CORRESP

LOGO

November 17, 2023

VIA EDGAR

Division of Corporation Finance

Office of Technology

U.S. Securities and Exchange Commission

100 F Street, N.E.

Washington, D.C. 20549

Attention:  Megan Akst

Christine Dietz

 

Re:

Autohome Inc.

Form 20-F for the Fiscal Year Ended December 31, 2022

Filed April 25, 2023

File No. 001-36222

Ladies and Gentlemen:

We, Autohome Inc. (the “Company”), are responding to the comments of the staff (the “Staff”) of the Securities and Exchange Commission (the “Commission”) contained in the letter dated November 3, 2023 (the “Comment Letter”), relating to the above-captioned Form 20-F (the “2022 Form 20-F”) and the Company’s previous responses submitted on July 25, 2023 (the “First Response Letter”) and September 13, 2023 (the “Second Response Letter”, together with the First Response Letter, the “Previous Response Letters”). All capitalized terms used but not defined in this letter shall have the meaning ascribed to such terms in the 2022 Form 20-F and the Response Letters.

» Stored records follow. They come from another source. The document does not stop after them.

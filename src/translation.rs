//! Translation capability consumed by the localized resolver.
//!
//! The crate only needs `translate(locale, key, args) -> string`. The locale
//! travels with each request ([`RequestContext::locale`]), so one translator
//! serves concurrent requests in different locales.
//!
//! [`InMemoryTranslator`] is a complete table-backed implementation suitable
//! for services with bundled message tables and for tests.
//!
//! [`RequestContext::locale`]: crate::RequestContext::locale

use std::collections::HashMap;

use serde::Deserialize;

use crate::{TranslateError, definitions, template};

/// Locale-sensitive key → text lookup.
pub trait Translator: Send + Sync {
    /// Render `key` in `locale` with positional `args`.
    ///
    /// `None` asks for the translator's default locale. With no arguments
    /// the raw template is returned, placeholders intact.
    fn translate(&self, locale: Option<&str>, key: &str, args: &[&str]) -> Result<String, TranslateError>;
}

/// Configuration for [`InMemoryTranslator`].
///
/// ```rust
/// # use result_manager::TranslatorOptions;
/// let options: TranslatorOptions = serde_json::from_str(
///     r#"{ "defaultLocale": "en", "supportedLocales": ["en", "fr"] }"#,
/// ).unwrap();
/// assert!(!options.use_key_as_default);
/// ```
#[derive(Debug, Clone, PartialEq, Eq, Deserialize)]
#[serde(default, rename_all = "camelCase")]
pub struct TranslatorOptions {
    /// Locale used when none is requested or the requested one lacks a key.
    pub default_locale: String,
    /// Locales that may be requested. Empty means any locale with a table.
    pub supported_locales: Vec<String>,
    /// Return the key itself instead of failing when no template exists.
    pub use_key_as_default: bool,
}

impl Default for TranslatorOptions {
    fn default() -> Self {
        Self {
            default_locale: "en".to_owned(),
            supported_locales: Vec::new(),
            use_key_as_default: false,
        }
    }
}

/// Immutable table-backed translator.
#[derive(Debug, Clone)]
pub struct InMemoryTranslator {
    options: TranslatorOptions,
    tables: HashMap<String, HashMap<String, String>>,
}

impl InMemoryTranslator {
    /// Empty translator.
    pub fn new(options: TranslatorOptions) -> Self {
        Self {
            options,
            tables: HashMap::new(),
        }
    }

    /// Translator whose default locale holds the built-in catalog templates.
    pub fn with_builtin_templates(options: TranslatorOptions) -> Self {
        let locale = options.default_locale.clone();
        let table = definitions::builtin_entries()
            .map(|entry| (entry.translation_key().to_owned(), entry.template().to_owned()));
        Self::new(options).with_table(locale, table)
    }

    /// Add (or extend) the table for `locale`.
    pub fn with_table<I, K, V>(mut self, locale: impl Into<String>, entries: I) -> Self
    where
        I: IntoIterator<Item = (K, V)>,
        K: Into<String>,
        V: Into<String>,
    {
        self.tables
            .entry(locale.into())
            .or_default()
            .extend(entries.into_iter().map(|(key, value)| (key.into(), value.into())));
        self
    }

    pub fn options(&self) -> &TranslatorOptions {
        &self.options
    }

    /// Locale a request for `requested` is served in.
    ///
    /// `None` and unsupported locales get the default locale.
    pub fn negotiate<'a>(&'a self, requested: Option<&'a str>) -> &'a str {
        match requested {
            Some(locale) if self.is_supported(locale) => locale,
            Some(locale) => {
                tracing::debug!(locale, default = %self.options.default_locale, "unsupported locale, using default");
                &self.options.default_locale
            }
            None => &self.options.default_locale,
        }
    }

    fn is_supported(&self, locale: &str) -> bool {
        if self.options.supported_locales.is_empty() {
            self.tables.contains_key(locale)
        } else {
            self.options.supported_locales.iter().any(|supported| supported == locale)
        }
    }

    fn lookup(&self, locale: &str, key: &str) -> Option<&str> {
        self.tables
            .get(locale)
            .and_then(|table| table.get(key))
            .or_else(|| {
                self.tables
                    .get(&self.options.default_locale)
                    .and_then(|table| table.get(key))
            })
            .map(String::as_str)
    }
}

impl Translator for InMemoryTranslator {
    fn translate(&self, locale: Option<&str>, key: &str, args: &[&str]) -> Result<String, TranslateError> {
        let locale = self.negotiate(locale);
        match self.lookup(locale, key) {
            Some(text) => Ok(template::render(text, args)),
            None if self.options.use_key_as_default => Ok(key.to_owned()),
            None => Err(TranslateError::MissingKey {
                key: key.to_owned(),
                locale: locale.to_owned(),
            }),
        }
    }
}
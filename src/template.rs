//! Positional message templates.
//!
//! Templates use indexed placeholders: `"{0} with {1} '{2}' was not found."`.
//! `{{` and `}}` produce literal braces. A placeholder whose index has no
//! argument is kept as written, so a template can be resolved first and
//! rendered later without losing information. Anything else that looks like
//! a brace is plain text.

use smallvec::SmallVec;

/// One piece of a parsed template.
#[derive(Debug, Clone, Copy, PartialEq, Eq)]
pub enum Segment<'a> {
    Literal(&'a str),
    Placeholder { index: usize, raw: &'a str },
}

/// Split a template into segments. Typical templates fit inline.
pub fn parse(template: &str) -> SmallVec<[Segment<'_>; 8]> {
    let mut segments = SmallVec::new();
    let bytes = template.as_bytes();
    let mut literal_start = 0;
    let mut i = 0;

    while i < bytes.len() {
        match bytes[i] {
            b'{' if bytes.get(i + 1) == Some(&b'{') => {
                push_literal(&mut segments, &template[literal_start..i + 1]);
                i += 2;
                literal_start = i;
            }
            b'}' if bytes.get(i + 1) == Some(&b'}') => {
                push_literal(&mut segments, &template[literal_start..i + 1]);
                i += 2;
                literal_start = i;
            }
            b'{' => match placeholder_end(bytes, i) {
                Some(end) => {
                    push_literal(&mut segments, &template[literal_start..i]);
                    let raw = &template[i..=end];
                    // digits only, checked by placeholder_end
                    let index = raw[1..raw.len() - 1].parse().unwrap_or(usize::MAX);
                    segments.push(Segment::Placeholder { index, raw });
                    i = end + 1;
                    literal_start = i;
                }
                None => i += 1,
            },
            _ => i += 1,
        }
    }
    push_literal(&mut segments, &template[literal_start..]);
    segments
}

/// Highest placeholder index used, if any.
pub fn max_placeholder(template: &str) -> Option<usize> {
    parse(template)
        .iter()
        .filter_map(|segment| match segment {
            Segment::Placeholder { index, .. } => Some(*index),
            Segment::Literal(_) => None,
        })
        .max()
}

/// Interpolate `args` into `template`.
pub fn render<S: AsRef<str>>(template: &str, args: &[S]) -> String {
    let mut out = String::with_capacity(template.len() + args.iter().map(|a| a.as_ref().len()).sum::<usize>());
    for segment in parse(template) {
        match segment {
            Segment::Literal(text) => out.push_str(text),
            Segment::Placeholder { index, raw } => match args.get(index) {
                Some(arg) => out.push_str(arg.as_ref()),
                None => out.push_str(raw),
            },
        }
    }
    out
}

fn push_literal<'a>(segments: &mut SmallVec<[Segment<'a>; 8]>, text: &'a str) {
    if !text.is_empty() {
        segments.push(Segment::Literal(text));
    }
}

/// Index of the closing brace of `{digits}` starting at `open`.
fn placeholder_end(bytes: &[u8], open: usize) -> Option<usize> {
    let mut j = open + 1;
    while j < bytes.len() && bytes[j].is_ascii_digit() {
        j += 1;
    }
    (j > open + 1 && j - open - 1 <= 9 && bytes.get(j) == Some(&b'}')).then_some(j)
}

For the Staff’s convenience, the comment in the Comment Letter is reproduced and repeated below in bold, with the Company’s response set forth in regular font immediately thereafter. The Company respectfully advises the Staff that where the Company proposes to add or revise disclosure to its future filings on Form 20-F in response to the Staff’s comments, the changes to be made will be subject to relevant factual updates and changes in relevant laws or regulations, or in interpretations thereof.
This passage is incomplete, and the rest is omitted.